Header rotation - many apps trust forwarded headers from proxies and CDNs without validating them. Cycle through these on every blocked request:
X-Forwarded-For: 1.2.3.4
X-Real-IP: 1.2.3.4
X-Originating-IP: 1.2.3.4
X-Remote-IP: 1.2.3.4
X-Client-IP: 1.2.3.4
CF-Connecting-IP: 1.2.3.4
True-Client-IP: 1.2.3.4In Burp, use Pitchfork with a list of IPs in column A and passwords in column B. Or use the IP Rotate extension to cycle through AWS API Gateway endpoints - effectively unlimited unique IPs.
Account-based lockouts - if the lockout is on the account, not the IP, distribute your attempts across accounts. If you're testing credential stuffing resilience, use a single password across 100 accounts before an account trips the lockout threshold.
Slow attack - some rate limits are requests-per-minute. One request every 90 seconds often flies under the radar.

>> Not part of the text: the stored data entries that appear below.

//! Comparison figures of model output against reference LES data.
//!
//! `figure` lays out and renders panels, `pdf` turns the rendering into a
//! file, and `catalog` holds the fixed set of figures the test suites draw.

pub mod catalog;
pub mod figure;
pub mod pdf;

use ndarray::{Array1, Array2, Axis};

use crate::error::{Result, ScmError};
use crate::plot_data::PlotData;

pub use catalog::*;

/// Averaging period (and optional height range) for profile figures.
/// Times and heights are in the units of the plot data, hours and km.
#[derive(Debug, Clone, Copy, PartialEq)]
pub struct PlotWindow {
    pub t0: f64,
    pub t1: f64,
    pub z: Option<(f64, f64)>,
}

impl PlotWindow {
    pub fn hours(t0: f64, t1: f64) -> Self {
        Self { t0, t1, z: None }
    }

    pub fn with_heights(mut self, zmin: f64, zmax: f64) -> Self {
        self.z = Some((zmin, zmax));
        self
    }

    pub fn contains_time(&self, t: f64) -> bool {
        self.t0 <= t && t <= self.t1
    }
}

/// True when `z` lies inside the optional `(zmin, zmax)` range.
pub fn in_heights(range: Option<(f64, f64)>, z: f64) -> bool {
    range.map_or(true, |(lo, hi)| lo <= z && z <= hi)
}

/// Fixed colour scale of a contour panel.
#[derive(Debug, Clone, Copy, PartialEq)]
pub struct ColorBounds {
    pub min: f64,
    pub max: f64,
}

impl ColorBounds {
    pub const fn new(min: f64, max: f64) -> Self {
        Self { min, max }
    }
}

/// Model output and reference data for the same case.
#[derive(Debug, Clone, Copy)]
pub struct Comparison<'a> {
    pub model: &'a PlotData,
    pub reference: &'a PlotData,
}

impl<'a> Comparison<'a> {
    pub fn new(model: &'a PlotData, reference: &'a PlotData) -> Self {
        Self { model, reference }
    }
}

/// Mean over the samples of a `[z, t]` profile with `t0 <= t <= t1`.
pub fn time_mean(key: &str, profile: &Array2<f64>, t: &Array1<f64>, window: &PlotWindow) -> Result<Array1<f64>> {
    if profile.ncols() != t.len() {
        return Err(ScmError::Shape {
            key: key.to_string(),
            expected: "one column per output time",
            found: profile.shape().to_vec(),
        });
    }
    let columns: Vec<usize> = t
        .iter()
        .enumerate()
        .filter(|&(_, &v)| window.contains_time(v))
        .map(|(i, _)| i)
        .collect();
    profile
        .select(Axis(1), &columns)
        .mean_axis(Axis(1))
        .ok_or(ScmError::EmptyWindow { t0: window.t0, t1: window.t1 })
}
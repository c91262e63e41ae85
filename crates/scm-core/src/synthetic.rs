//! Generated netCDF files with the schema the readers expect.
//!
//! Used to exercise the read/plot chain without running the solver or
//! downloading reference data. Values are smooth and finite but carry no
//! physical meaning.

use std::collections::BTreeMap;
use std::f64::consts::PI;
use std::io;
use std::path::Path;

use tracing::debug;

use crate::case::Case;
use crate::error::Result;
use crate::readers::{self, Field, Kind};

/// Sampling of a generated dataset.
#[derive(Debug, Clone, Copy, PartialEq)]
pub struct SyntheticGrid {
    pub nt: usize,
    pub nz: usize,
    /// Last output time in seconds.
    pub t_end: f64,
    /// Highest level in metres.
    pub z_top: f64,
}

impl SyntheticGrid {
    /// Covers the full simulated period and column of `case`.
    pub fn for_case(case: Case) -> Self {
        match case {
            Case::DycomsRf01 => Self { nt: 25, nz: 60, t_end: 4.0 * 3600.0, z_top: 1500.0 },
            Case::DryBubble => Self { nt: 21, nz: 80, t_end: 1000.0, z_top: 10_000.0 },
            Case::Gabls => Self { nt: 49, nz: 40, t_end: 12.0 * 3600.0, z_top: 400.0 },
            Case::Rico => Self { nt: 49, nz: 75, t_end: 24.0 * 3600.0, z_top: 6000.0 },
        }
    }

    fn times(&self) -> Vec<f64> {
        linspace(0.0, self.t_end, self.nt)
    }

    fn heights(&self) -> Vec<f64> {
        let dz = self.z_top / self.nz as f64;
        (0..self.nz).map(|k| (k as f64 + 0.5) * dz).collect()
    }
}

/// Field lists found in the solver's stats file for `case`.
pub fn model_schema(case: Case) -> Vec<&'static [Field]> {
    match case {
        Case::DryBubble => vec![readers::SCM_BUBBLE],
        _ => vec![readers::SCM_SERIES, readers::SCM_TIMESERIES],
    }
}

/// Field lists found in the reference LES file for `case`.
pub fn reference_schema(case: Case) -> Vec<&'static [Field]> {
    match case {
        Case::DryBubble => vec![readers::LES_BUBBLE],
        _ => vec![readers::LES_SERIES, readers::LES_TIMESERIES],
    }
}

/// Write every variable named by `schema` to a new netCDF file at `path`.
/// Each group (the root included) gets its own `t` and `z` dimensions.
pub fn write_dataset(path: &Path, schema: &[&[Field]], grid: &SyntheticGrid) -> Result<()> {
    let mut groups: BTreeMap<&str, BTreeMap<&str, Field>> = BTreeMap::new();
    for field in schema.iter().flat_map(|fields| fields.iter()) {
        groups.entry(field.group).or_default().insert(field.name, *field);
    }

    let mut file = netcdf::create(path)?;
    for (ordinal, (group_name, fields)) in groups.iter().enumerate() {
        let mut group = if group_name.is_empty() {
            file.root_mut()
                .ok_or_else(|| io::Error::other("netCDF file has no root group"))?
        } else {
            file.add_group(group_name)?
        };
        group.add_dimension("t", grid.nt)?;
        group.add_dimension("z", grid.nz)?;

        for (index, field) in fields.values().enumerate() {
            let phase = (ordinal * 31 + index) as f64 * 0.37;
            let (dims, values): (&[&str], Vec<f64>) = match field.kind {
                Kind::TimeAxis => (&["t"][..], grid.times()),
                Kind::HeightAxis if field.name.starts_with("rho") => {
                    (&["z"][..], grid.heights().iter().map(|z| 1.2 * (-z / 8000.0).exp()).collect())
                }
                Kind::HeightAxis => (&["z"][..], grid.heights()),
                Kind::Series => (&["t"][..], series_values(grid, phase)),
                Kind::Profile => (&["t", "z"][..], profile_values(grid, phase)),
            };
            let mut var = group.add_variable::<f64>(field.name, dims)?;
            var.put_values(&values, ..)?;
        }
    }
    debug!(path = %path.display(), groups = groups.len(), "wrote synthetic dataset");
    Ok(())
}

fn linspace(start: f64, end: f64, n: usize) -> Vec<f64> {
    match n {
        0 => Vec::new(),
        1 => vec![start],
        _ => (0..n).map(|i| start + (end - start) * i as f64 / (n - 1) as f64).collect(),
    }
}

fn series_values(grid: &SyntheticGrid, phase: f64) -> Vec<f64> {
    (0..grid.nt)
        .map(|i| {
            let tf = i as f64 / grid.nt.max(2).saturating_sub(1) as f64;
            1.0 + 0.5 * (2.0 * PI * tf + phase).sin()
        })
        .collect()
}

/// Row-major `[t, z]`.
fn profile_values(grid: &SyntheticGrid, phase: f64) -> Vec<f64> {
    let mut values = Vec::with_capacity(grid.nt * grid.nz);
    for i in 0..grid.nt {
        let tf = i as f64 / grid.nt.max(2).saturating_sub(1) as f64;
        for k in 0..grid.nz {
            let zf = (k as f64 + 0.5) / grid.nz as f64;
            values.push((1.0 + 0.5 * (PI * zf + phase).sin()) * (0.5 + 0.5 * tf));
        }
    }
    values
}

Credential Stuffing Vectors
Not about cracking passwords - about testing whether the app has any protection at all:
- Does the error message differ between "no account" and "wrong password"? That's a valid user enumeration finding on its own.
- Try
admin:admin,admin:password,admin:123456,test:testbefore anything clever. - Check for legacy endpoints -
/api/v1/loginwhen the app uses/api/v3/login. Old endpoints often lack modern rate limiting.
Default Credentials
Do this before anything else. It takes 30 seconds and occasionally wins immediately:
| Stack | Creds |
|---|---|
| Jenkins | admin:admin |
| Grafana | admin:admin |
| Kibana | no auth by default |
| phpMyAdmin | root: (empty) |
| Tomcat manager | tomcat:tomcat, admin:admin |
| Routers/IoT | vendor-specific, check cirt.net |
Authentication Logic Flaws
These are the juicy ones. Look for multi-step login flows - anything with more than one POST request.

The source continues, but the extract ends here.